> [Records to process]:
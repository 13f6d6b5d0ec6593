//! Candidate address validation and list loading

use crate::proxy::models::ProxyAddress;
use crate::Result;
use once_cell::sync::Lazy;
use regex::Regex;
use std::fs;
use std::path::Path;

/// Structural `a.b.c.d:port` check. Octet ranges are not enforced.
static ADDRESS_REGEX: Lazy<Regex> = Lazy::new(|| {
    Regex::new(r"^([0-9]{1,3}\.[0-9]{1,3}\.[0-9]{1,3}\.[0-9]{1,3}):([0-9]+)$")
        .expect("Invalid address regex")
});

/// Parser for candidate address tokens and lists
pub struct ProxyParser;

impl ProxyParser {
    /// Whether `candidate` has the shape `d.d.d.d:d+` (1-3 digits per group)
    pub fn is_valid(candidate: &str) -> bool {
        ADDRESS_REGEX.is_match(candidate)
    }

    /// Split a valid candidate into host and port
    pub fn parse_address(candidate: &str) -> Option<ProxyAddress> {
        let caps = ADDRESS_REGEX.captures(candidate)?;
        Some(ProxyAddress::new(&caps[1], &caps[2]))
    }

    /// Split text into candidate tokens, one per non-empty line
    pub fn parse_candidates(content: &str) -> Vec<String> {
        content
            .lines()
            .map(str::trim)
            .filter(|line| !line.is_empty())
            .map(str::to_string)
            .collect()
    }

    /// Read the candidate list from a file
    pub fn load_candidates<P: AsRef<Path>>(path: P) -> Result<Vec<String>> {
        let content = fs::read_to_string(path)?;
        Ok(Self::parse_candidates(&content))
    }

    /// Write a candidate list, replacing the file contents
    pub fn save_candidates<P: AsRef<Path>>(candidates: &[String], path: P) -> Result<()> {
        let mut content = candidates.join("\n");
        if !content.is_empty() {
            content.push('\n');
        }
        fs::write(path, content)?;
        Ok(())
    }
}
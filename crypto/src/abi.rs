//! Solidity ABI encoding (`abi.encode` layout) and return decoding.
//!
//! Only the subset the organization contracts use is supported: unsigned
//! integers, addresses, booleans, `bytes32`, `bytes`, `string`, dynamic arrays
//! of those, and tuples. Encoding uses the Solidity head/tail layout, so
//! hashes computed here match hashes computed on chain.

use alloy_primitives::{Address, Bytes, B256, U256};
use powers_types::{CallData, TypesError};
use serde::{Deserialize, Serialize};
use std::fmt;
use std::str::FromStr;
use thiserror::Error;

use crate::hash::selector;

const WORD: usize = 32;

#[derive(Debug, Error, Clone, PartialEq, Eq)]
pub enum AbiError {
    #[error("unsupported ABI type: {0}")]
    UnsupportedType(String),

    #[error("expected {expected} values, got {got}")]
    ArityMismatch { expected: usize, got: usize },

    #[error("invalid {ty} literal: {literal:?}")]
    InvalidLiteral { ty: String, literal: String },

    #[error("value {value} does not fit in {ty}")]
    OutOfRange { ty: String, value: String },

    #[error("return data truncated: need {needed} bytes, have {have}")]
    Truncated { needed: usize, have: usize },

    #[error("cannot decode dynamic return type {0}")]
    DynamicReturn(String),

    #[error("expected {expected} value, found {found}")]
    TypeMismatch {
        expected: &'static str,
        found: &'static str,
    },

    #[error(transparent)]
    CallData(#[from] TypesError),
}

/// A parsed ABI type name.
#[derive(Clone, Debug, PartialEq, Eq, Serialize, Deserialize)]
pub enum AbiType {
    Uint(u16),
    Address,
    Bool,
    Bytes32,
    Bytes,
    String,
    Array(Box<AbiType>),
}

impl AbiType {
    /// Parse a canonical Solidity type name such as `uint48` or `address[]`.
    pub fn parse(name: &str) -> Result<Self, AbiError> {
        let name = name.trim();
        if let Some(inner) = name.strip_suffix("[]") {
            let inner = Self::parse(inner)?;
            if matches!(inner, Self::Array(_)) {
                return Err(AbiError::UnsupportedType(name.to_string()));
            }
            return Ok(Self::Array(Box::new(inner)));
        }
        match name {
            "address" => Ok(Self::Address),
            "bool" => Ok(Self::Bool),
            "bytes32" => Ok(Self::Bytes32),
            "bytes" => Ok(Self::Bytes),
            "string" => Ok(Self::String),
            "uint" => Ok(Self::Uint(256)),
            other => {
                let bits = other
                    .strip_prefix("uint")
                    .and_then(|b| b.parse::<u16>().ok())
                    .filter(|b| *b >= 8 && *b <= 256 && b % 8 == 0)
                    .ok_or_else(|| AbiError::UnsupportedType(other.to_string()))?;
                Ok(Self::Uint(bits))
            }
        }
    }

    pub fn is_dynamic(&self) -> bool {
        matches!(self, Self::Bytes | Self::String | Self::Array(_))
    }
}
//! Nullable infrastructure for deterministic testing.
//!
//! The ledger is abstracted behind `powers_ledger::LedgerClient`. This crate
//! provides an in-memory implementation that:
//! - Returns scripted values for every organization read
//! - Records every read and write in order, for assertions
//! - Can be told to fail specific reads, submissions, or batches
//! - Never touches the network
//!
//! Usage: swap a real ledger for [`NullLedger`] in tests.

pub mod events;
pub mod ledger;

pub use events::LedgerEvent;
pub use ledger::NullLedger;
...
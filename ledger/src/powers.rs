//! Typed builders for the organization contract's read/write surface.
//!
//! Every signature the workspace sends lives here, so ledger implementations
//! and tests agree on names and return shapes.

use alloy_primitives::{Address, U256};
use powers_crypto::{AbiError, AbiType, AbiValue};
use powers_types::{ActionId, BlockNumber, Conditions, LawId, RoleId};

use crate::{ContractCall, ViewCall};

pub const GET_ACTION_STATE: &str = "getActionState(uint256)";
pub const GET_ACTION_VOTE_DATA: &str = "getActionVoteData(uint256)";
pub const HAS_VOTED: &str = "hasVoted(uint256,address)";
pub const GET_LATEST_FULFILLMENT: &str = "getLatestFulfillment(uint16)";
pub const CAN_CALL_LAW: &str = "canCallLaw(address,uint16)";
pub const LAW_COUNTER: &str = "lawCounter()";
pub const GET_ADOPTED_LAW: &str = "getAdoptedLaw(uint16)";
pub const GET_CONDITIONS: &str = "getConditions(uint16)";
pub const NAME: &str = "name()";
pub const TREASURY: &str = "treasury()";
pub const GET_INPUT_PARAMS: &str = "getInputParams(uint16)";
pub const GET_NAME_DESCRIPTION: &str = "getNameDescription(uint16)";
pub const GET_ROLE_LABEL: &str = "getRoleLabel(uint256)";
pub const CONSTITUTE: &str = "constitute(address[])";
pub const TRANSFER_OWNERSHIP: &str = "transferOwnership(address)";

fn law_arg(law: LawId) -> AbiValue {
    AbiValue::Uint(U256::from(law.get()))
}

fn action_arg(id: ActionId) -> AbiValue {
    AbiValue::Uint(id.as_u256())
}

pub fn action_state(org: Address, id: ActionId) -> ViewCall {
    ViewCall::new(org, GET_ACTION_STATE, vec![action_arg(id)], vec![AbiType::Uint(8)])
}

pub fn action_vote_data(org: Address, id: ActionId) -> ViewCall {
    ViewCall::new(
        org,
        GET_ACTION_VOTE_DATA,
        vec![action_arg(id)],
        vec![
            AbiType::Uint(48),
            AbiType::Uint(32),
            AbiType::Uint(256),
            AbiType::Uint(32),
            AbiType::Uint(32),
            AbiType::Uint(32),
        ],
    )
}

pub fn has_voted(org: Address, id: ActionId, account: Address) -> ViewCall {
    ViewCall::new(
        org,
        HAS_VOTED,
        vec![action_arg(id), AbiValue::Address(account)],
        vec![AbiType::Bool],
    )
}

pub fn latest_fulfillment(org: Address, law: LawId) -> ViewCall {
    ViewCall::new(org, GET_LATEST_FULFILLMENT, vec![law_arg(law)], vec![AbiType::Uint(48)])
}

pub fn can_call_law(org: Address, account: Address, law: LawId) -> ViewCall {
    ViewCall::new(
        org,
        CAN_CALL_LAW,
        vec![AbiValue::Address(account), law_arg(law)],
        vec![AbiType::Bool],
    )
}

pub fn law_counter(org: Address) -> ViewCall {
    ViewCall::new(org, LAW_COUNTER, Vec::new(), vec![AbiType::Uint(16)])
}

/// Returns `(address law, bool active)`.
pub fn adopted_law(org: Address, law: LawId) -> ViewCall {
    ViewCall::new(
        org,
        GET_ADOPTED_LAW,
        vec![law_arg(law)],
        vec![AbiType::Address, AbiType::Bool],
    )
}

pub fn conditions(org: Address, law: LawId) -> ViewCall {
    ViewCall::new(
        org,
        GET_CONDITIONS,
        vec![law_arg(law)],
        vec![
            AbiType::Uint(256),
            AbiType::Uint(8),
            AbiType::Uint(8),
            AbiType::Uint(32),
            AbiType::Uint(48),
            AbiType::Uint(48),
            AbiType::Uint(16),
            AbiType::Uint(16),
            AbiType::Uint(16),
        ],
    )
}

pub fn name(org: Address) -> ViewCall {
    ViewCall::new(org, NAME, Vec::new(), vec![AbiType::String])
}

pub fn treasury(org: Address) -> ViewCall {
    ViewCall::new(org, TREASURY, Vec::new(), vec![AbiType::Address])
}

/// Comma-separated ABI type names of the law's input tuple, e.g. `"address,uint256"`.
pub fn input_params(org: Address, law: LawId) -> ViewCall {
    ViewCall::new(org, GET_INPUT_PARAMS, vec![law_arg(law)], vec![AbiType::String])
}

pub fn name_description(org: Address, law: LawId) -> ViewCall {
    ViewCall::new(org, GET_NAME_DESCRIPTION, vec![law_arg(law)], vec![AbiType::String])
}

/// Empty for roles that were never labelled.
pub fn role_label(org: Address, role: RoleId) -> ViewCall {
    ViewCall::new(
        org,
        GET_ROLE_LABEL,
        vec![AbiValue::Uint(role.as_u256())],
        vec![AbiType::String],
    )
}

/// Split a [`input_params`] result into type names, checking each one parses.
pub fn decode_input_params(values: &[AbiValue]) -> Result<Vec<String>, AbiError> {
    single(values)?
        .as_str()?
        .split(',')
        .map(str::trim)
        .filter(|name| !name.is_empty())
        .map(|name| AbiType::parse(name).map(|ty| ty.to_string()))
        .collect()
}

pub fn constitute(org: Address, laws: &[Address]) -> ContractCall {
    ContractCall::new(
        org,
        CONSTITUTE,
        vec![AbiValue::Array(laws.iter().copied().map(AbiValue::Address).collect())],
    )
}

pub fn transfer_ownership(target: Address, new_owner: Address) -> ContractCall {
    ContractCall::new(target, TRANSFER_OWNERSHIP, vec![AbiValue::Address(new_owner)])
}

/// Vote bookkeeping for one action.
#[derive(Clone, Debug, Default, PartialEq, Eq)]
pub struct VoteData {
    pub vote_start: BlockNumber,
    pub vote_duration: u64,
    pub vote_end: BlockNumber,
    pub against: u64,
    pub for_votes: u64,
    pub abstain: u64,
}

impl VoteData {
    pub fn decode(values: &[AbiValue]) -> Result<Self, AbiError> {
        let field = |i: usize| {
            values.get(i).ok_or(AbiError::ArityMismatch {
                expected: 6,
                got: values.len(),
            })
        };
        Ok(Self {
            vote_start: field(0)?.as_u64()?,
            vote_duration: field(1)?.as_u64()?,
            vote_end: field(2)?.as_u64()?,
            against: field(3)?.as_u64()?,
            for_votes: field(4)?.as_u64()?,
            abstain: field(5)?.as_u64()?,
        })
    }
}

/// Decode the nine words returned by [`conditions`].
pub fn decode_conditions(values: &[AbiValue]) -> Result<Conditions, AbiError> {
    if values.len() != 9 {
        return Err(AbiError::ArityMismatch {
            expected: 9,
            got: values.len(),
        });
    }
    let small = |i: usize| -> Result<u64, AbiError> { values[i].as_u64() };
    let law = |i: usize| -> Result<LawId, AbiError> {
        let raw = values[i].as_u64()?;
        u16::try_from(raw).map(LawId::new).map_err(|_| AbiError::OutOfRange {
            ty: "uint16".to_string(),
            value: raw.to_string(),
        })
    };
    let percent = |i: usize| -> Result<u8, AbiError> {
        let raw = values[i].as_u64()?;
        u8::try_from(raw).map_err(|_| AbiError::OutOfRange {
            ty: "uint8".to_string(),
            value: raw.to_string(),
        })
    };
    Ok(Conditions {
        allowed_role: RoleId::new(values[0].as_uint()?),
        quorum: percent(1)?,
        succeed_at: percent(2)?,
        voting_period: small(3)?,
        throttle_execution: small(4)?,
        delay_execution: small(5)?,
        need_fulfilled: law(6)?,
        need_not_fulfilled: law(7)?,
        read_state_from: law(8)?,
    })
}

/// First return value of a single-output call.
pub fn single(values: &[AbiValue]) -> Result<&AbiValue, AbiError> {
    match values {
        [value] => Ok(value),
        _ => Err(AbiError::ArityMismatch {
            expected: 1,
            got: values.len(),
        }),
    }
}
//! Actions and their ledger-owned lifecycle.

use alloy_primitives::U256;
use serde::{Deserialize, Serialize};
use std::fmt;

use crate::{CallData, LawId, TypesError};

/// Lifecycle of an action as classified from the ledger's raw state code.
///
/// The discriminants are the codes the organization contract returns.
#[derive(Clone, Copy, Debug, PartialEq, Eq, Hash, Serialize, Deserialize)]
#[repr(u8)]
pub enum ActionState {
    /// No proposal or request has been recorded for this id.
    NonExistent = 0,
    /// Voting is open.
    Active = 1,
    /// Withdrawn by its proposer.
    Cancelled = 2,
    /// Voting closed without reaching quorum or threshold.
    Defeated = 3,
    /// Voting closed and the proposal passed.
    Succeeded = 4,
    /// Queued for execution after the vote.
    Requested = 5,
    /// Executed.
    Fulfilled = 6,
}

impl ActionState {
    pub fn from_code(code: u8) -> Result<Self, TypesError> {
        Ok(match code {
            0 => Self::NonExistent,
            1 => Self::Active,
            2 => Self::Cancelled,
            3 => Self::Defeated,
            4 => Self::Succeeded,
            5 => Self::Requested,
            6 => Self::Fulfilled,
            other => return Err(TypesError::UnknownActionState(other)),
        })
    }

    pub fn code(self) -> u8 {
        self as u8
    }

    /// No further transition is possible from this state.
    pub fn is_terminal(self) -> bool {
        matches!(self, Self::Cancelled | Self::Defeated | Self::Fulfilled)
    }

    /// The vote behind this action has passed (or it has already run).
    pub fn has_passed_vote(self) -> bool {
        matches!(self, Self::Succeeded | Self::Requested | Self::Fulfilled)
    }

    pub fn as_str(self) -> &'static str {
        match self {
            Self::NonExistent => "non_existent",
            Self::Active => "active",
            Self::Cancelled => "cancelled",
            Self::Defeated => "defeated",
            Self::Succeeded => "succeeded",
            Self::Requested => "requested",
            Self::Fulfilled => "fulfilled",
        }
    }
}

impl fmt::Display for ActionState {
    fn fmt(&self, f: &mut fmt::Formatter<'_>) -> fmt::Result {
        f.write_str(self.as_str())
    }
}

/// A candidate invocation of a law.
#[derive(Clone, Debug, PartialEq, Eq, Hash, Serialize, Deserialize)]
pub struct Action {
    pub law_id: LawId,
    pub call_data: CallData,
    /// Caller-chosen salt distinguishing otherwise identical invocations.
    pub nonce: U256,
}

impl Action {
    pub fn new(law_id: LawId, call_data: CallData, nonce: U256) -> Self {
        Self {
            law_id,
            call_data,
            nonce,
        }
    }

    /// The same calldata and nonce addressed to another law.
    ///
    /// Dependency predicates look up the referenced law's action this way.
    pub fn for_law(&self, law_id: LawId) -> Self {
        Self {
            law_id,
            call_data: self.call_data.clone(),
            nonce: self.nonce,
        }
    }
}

> [Exercise brief]: A single number is the whole answer: please count how many lines of the records above include the string "that".

> [Expected answer]: 2